Helen Fitzgerald’s The Cry also makes use of appeals to the public for information when a child is lost. Joanna Lindsay and Alistair Robertson are the proud parents of nine-week-old Noah. They’ve just landed in Melbourne after a very long and difficult trip from Joanna’s home in Scotland, and they’re preparing to take the drive from the airport to their destination. Along the road, they face every parent’s worst nightmare: the loss of Noah. Alistair calls the police, who immediately do a search of the surrounding area. No leads turn up, and of course every moment counts. So a public appeal is made for any information that may lead to the baby’s safe return. The couple even go on television themselves to make a direct appeal. There are websites and Facebook pages set up too to raise money and contribute to the search. And then questions begin to be raised about what really happened to baby Noah…
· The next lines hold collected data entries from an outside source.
use log::warn;

use crate::attributes::{Attribute, AttributeManager, Value};
use crate::controlled_vocabulary::{accessions, ms_terms};

use super::{Analyte, Interpretation};

/// A single peak of a library spectrum
#[derive(Debug, Clone, PartialEq)]
pub struct Peak {
    /// m/z value
    pub mz: f64,
    /// Intensity
    pub intensity: f64,
    /// Opaque annotation strings (empty means unannotated)
    pub annotations: Vec<String>,
    /// Per-peak aggregation statistics, as declared by `MS:1003254|peak attribute`
    pub aggregations: Vec<Value>,
}

impl Peak {
    /// Create an unannotated peak
    pub fn new(mz: f64, intensity: f64) -> Self {
        Self {
            mz,
            intensity,
            annotations: Vec::new(),
            aggregations: Vec::new(),
        }
    }

    /// Add an annotation
    pub fn with_annotation(mut self, annotation: impl Into<String>) -> Self {
        self.annotations.push(annotation.into());
        self
    }

    /// Split a serialized annotation field into annotations.
    ///
    /// Commas separate annotations only outside brackets and quotes, so
    /// `b2{Glycan,x},y1` holds two. `?` and the empty string mean none.
    pub fn split_annotations(raw: &str) -> Vec<String> {
        let raw = raw.trim();
        if raw.is_empty() || raw == "?" {
            return Vec::new();
        }
        let mut annotations = Vec::new();
        let mut depth = 0usize;
        let mut quote: Option<char> = None;
        let mut start = 0;
        for (i, c) in raw.char_indices() {
            match (quote, c) {
                (Some(q), c) if c == q => quote = None,
                (Some(_), _) => {}
                (None, '"') | (None, '\'') => quote = Some(c),
                (None, '[' | '(' | '{') => depth += 1,
                (None, ']' | ')' | '}') => depth = depth.saturating_sub(1),
                (None, ',') if depth == 0 => {
                    annotations.push(raw[start..i].to_string());
                    start = i + 1;
                }
                _ => {}
            }
        }
        annotations.push(raw[start..].to_string());
        annotations
    }
}

/// A library spectrum
#[derive(Debug, Clone, PartialEq, Default)]
pub struct Spectrum {
    /// Permanent identity of the spectrum within its library
    pub key: u64,
    /// Position in the source, reassigned when the library is rewritten
    pub index: usize,
    /// Spectrum attributes, inherited ones first
    pub attributes: AttributeManager,
    /// Peaks in file order
    pub peaks: Vec<Peak>,
    /// Analytes in declaration order, unique by id
    pub analytes: Vec<Analyte>,
    /// Interpretations in declaration order, unique by id
    pub interpretations: Vec<Interpretation>,
}

impl Spectrum {
    /// Create an empty spectrum with the given key
    pub fn new(key: u64) -> Self {
        Self {
            key,
            ..Default::default()
        }
    }

    /// `MS:1003061|library spectrum name`
    pub fn name(&self) -> Option<&str> {
        self.attributes
            .get_value(accessions::SPECTRUM_NAME)
            .and_then(Value::as_str)
    }

    /// Precursor m/z, falling back to the selected ion m/z
    pub fn precursor_mz(&self) -> Option<f64> {
        self.attributes
            .get_value(accessions::PRECURSOR_MZ)
            .or_else(|| self.attributes.get_value(accessions::SELECTED_ION_MZ))
            .and_then(Value::as_float)
    }

    /// Precursor charge, looked up on the spectrum then on its first analyte
    pub fn charge(&self) -> Option<i64> {
        self.attributes
            .get_value(accessions::CHARGE_STATE)
            .or_else(|| {
                self.analytes
                    .first()
                    .and_then(|a| a.attributes.get_value(accessions::CHARGE_STATE))
            })
            .and_then(Value::as_int)
    }

    /// Declared per-peak aggregation measures
    pub fn peak_aggregations(&self) -> Vec<&Value> {
        self.attributes
            .get_all(accessions::PEAK_ATTRIBUTE)
            .into_iter()
            .map(|a| &a.value)
            .collect()
    }

    /// Key and index rendered as attributes, followed by the stored attributes
    pub fn identity_attributes(&self) -> AttributeManager {
        let mut out = AttributeManager::new();
        out.add(Attribute::new(ms_terms::spectrum_key(), Value::from(self.key)));
        out.add(Attribute::new(
            ms_terms::spectrum_index(),
            Value::from(self.index as u64),
        ));
        out.extend(self.attributes.iter().cloned());
        out
    }

    /// Look up an analyte by id
    pub fn analyte(&self, id: &str) -> Option<&Analyte> {
        self.analytes.iter().find(|a| a.id == id)
    }

    /// Look up an interpretation by id
    pub fn interpretation(&self, id: &str) -> Option<&Interpretation> {
        self.interpretations.iter().find(|i| i.id == id)
    }

    /// Add an analyte, replacing any existing one with the same id
    pub fn add_analyte(&mut self, analyte: Analyte) {
        match self.analytes.iter_mut().find(|a| a.id == analyte.id) {
            Some(existing) => {
                warn!(
                    "Spectrum {} has duplicate analyte {}, keeping the last one",
                    self.key, analyte.id
                );
                *existing = analyte
            }
            None => self.analytes.push(analyte),
        }
    }

    /// Add an interpretation, replacing any existing one with the same id
    pub fn add_interpretation(&mut self, interpretation: Interpretation) {
        match self
            .interpretations
            .iter_mut()
            .find(|i| i.id == interpretation.id)
        {
            Some(existing) => {
                warn!(
                    "Spectrum {} has duplicate interpretation {}, keeping the last one",
                    self.key, interpretation.id
                );
                *existing = interpretation
            }
            None => self.interpretations.push(interpretation),
        }
    }

    /// Number of peaks
    pub fn peak_count(&self) -> usize {
        self.peaks.len()
    }

    /// Fill in `analyte_ids` for interpretations and members that do not list any.
    ///
    /// `MS:1003163|analyte mixture members` names them when present. Otherwise
    /// an interpretation covers every analyte of the spectrum, and a member
    /// refers to the analyte sharing its id, falling back to the
    /// interpretation's analytes.
    pub fn link_interpretations(&mut self) {
        let all_ids: Vec<String> = self.analytes.iter().map(|a| a.id.clone()).collect();
        for interpretation in &mut self.interpretations {
            if interpretation.analyte_ids.is_empty() {
                interpretation.analyte_ids = match interpretation
                    .attributes
                    .get_value(accessions::ANALYTE_MIXTURE_MEMBERS)
                {
                    Some(value) => mixture_ids(value),
                    None => all_ids.clone(),
                };
            }
            for member in &mut interpretation.members {
                if !member.analyte_ids.is_empty() {
                    continue;
                }
                member.analyte_ids = match member
                    .attributes
                    .get_value(accessions::ANALYTE_MIXTURE_MEMBERS)
                {
                    Some(value) => mixture_ids(value),
                    None if all_ids.contains(&member.id) => vec![member.id.clone()],
                    None => interpretation.analyte_ids.clone(),
                };
            }
        }
    }
}

fn mixture_ids(value: &Value) -> Vec<String> {
    match value {
        Value::Int(id) => vec![id.to_string()],
        Value::Str(s) => s
            .split(',')
            .map(str::trim)
            .filter(|id| !id.is_empty())
            .map(str::to_string)
            .collect(),
        Value::List(items) => items
            .iter()
            .map(|v| match v {
                Value::Str(s) => s.clone(),
                other => other.format_text(),
            })
            .collect(),
        other => vec![other.format_text()],
    }
}

#[cfg(test)]
mod tests {
    use super::*;
    use crate::controlled_vocabulary::accessions;
    use crate::model::InterpretationMember;

    #[test]
    fn test_accessors() {
        let mut spectrum = Spectrum::new(7);
        spectrum
            .attributes
            .add_value(ms_terms::spectrum_name(), "PEPTIDE/2");
        spectrum.attributes.add_value(ms_terms::selected_ion_mz(), 400.5);

        let mut analyte = Analyte::new("1");
        analyte.attributes.add_value(ms_terms::charge_state(), 2i64);
        spectrum.add_analyte(analyte);

        assert_eq!(spectrum.name(), Some("PEPTIDE/2"));
        assert_eq!(spectrum.precursor_mz(), Some(400.5));
        assert_eq!(spectrum.charge(), Some(2));
    }

    #[test]
    fn test_identity_attributes() {
        let mut spectrum = Spectrum::new(42);
        spectrum.index = 3;
        let identity = spectrum.identity_attributes();
        assert_eq!(
            identity.get_value(accessions::SPECTRUM_KEY),
            Some(&Value::Int(42))
        );
        assert_eq!(
            identity.get_value(accessions::SPECTRUM_INDEX),
            Some(&Value::Int(3))
        );
        assert!(spectrum.attributes.is_empty());
    }

    #[test]
    fn test_link_interpretations() {
        let mut spectrum = Spectrum::new(1);
        spectrum.add_analyte(Analyte::new("1"));
        spectrum.add_analyte(Analyte::new("2"));
        spectrum.add_interpretation(Interpretation::new("1"));
        let mut mixture = Interpretation::new("2");
        mixture
            .attributes
            .add_value(ms_terms::analyte_mixture_members(), "2");
        spectrum.add_interpretation(mixture);

        spectrum.link_interpretations();
        assert_eq!(spectrum.interpretations[0].analyte_ids, vec!["1", "2"]);
        assert_eq!(spectrum.interpretations[1].analyte_ids, vec!["2"]);
    }

    #[test]
    fn test_split_annotations() {
        assert!(Peak::split_annotations("?").is_empty());
        assert!(Peak::split_annotations("").is_empty());
        assert_eq!(Peak::split_annotations("b2,y1-H2O"), vec!["b2", "y1-H2O"]);
        assert_eq!(
            Peak::split_annotations("b2{Glycan,x}/0.1,y2-[Foo,Bar]"),
            vec!["b2{Glycan,x}/0.1", "y2-[Foo,Bar]"]
        );
        assert_eq!(
            Peak::split_annotations("_{\"a,b\"},p"),
            vec!["_{\"a,b\"}", "p"]
        );
    }

    #[test]
    fn test_link_interpretation_members() {
        let mut spectrum = Spectrum::new(1);
        spectrum.add_analyte(Analyte::new("1"));
        spectrum.add_analyte(Analyte::new("2"));
        let mut interpretation = Interpretation::new("1");
        interpretation.add_member(InterpretationMember::new("2"));
        interpretation.add_member(InterpretationMember::new("9"));
        spectrum.add_interpretation(interpretation);

        spectrum.link_interpretations();
        let linked = &spectrum.interpretations[0];
        assert_eq!(linked.members[0].analyte_ids, vec!["2"]);
        assert_eq!(linked.members[1].analyte_ids, vec!["1", "2"]);
    }

    #[test]
    fn test_duplicate_interpretation_keeps_last() {
        let mut spectrum = Spectrum::new(1);
        spectrum.add_interpretation(Interpretation::new("1"));
        let mut replacement = Interpretation::new("1");
        replacement
            .attributes
            .add_value(ms_terms::q_value(), 0.01);
        replacement.add_member(InterpretationMember::new("1"));
        replacement.add_member(InterpretationMember::new("1"));
        spectrum.add_interpretation(replacement);

        assert_eq!(spectrum.interpretations.len(), 1);
        assert!(spectrum.interpretations[0].attributes.has("MS:1002354"));
        assert_eq!(spectrum.interpretations[0].members.len(), 1);
    }

    #[test]
    fn test_add_analyte_replaces_same_id() {
        let mut spectrum = Spectrum::new(1);
        spectrum.add_analyte(Analyte::new("1"));
        let mut replacement = Analyte::new("1");
        replacement.attributes.add_value(ms_terms::charge_state(), 3i64);
        spectrum.add_analyte(replacement);
        assert_eq!(spectrum.analytes.len(), 1);
        assert_eq!(spectrum.charge(), Some(3));
    }
}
And then there’s Ivy Pochoda’s Visitation Street. One hot summer night, June Giatto and Valerie ‘Val’ Marino decide impulsively to take a raft ride on the bay near their home in Red Hook, Brooklyn. The next morning, Val is discovered washed up on the beach; she’s hurt but alive, and is rushed to the nearest hospital. June has disappeared though. The police do a search for her and a public appeal is made on the news and in local newsletters for any information that may lead to her whereabouts. Nothing turns up though, and months go by. There are still notices up, and the case is still discussed, but the appeal for help doesn’t yield much. In part that’s because of the relationship between the police and the community. In part it’s also because of what certain people know but aren’t willing to disclose. The public appeals for help don’t solve the case, but they do add to the sense of loss as the fact of June’s disappearance settles in.
It’s true that going on television, radio or online to appeal for information has its risks. Dozens and dozens of ‘leads’ may come in, and each must be followed up, but most of them don’t go anywhere. And sometimes, a public appeal for help gives the criminal an important source of information about police suspicions. But those disadvantages can be completely forgotten if just the right person sees or hears the appeal and comes forward with just the right information…
*NOTE: The title of this post is a line from the Kinks’ Catch Me Now I’m Falling.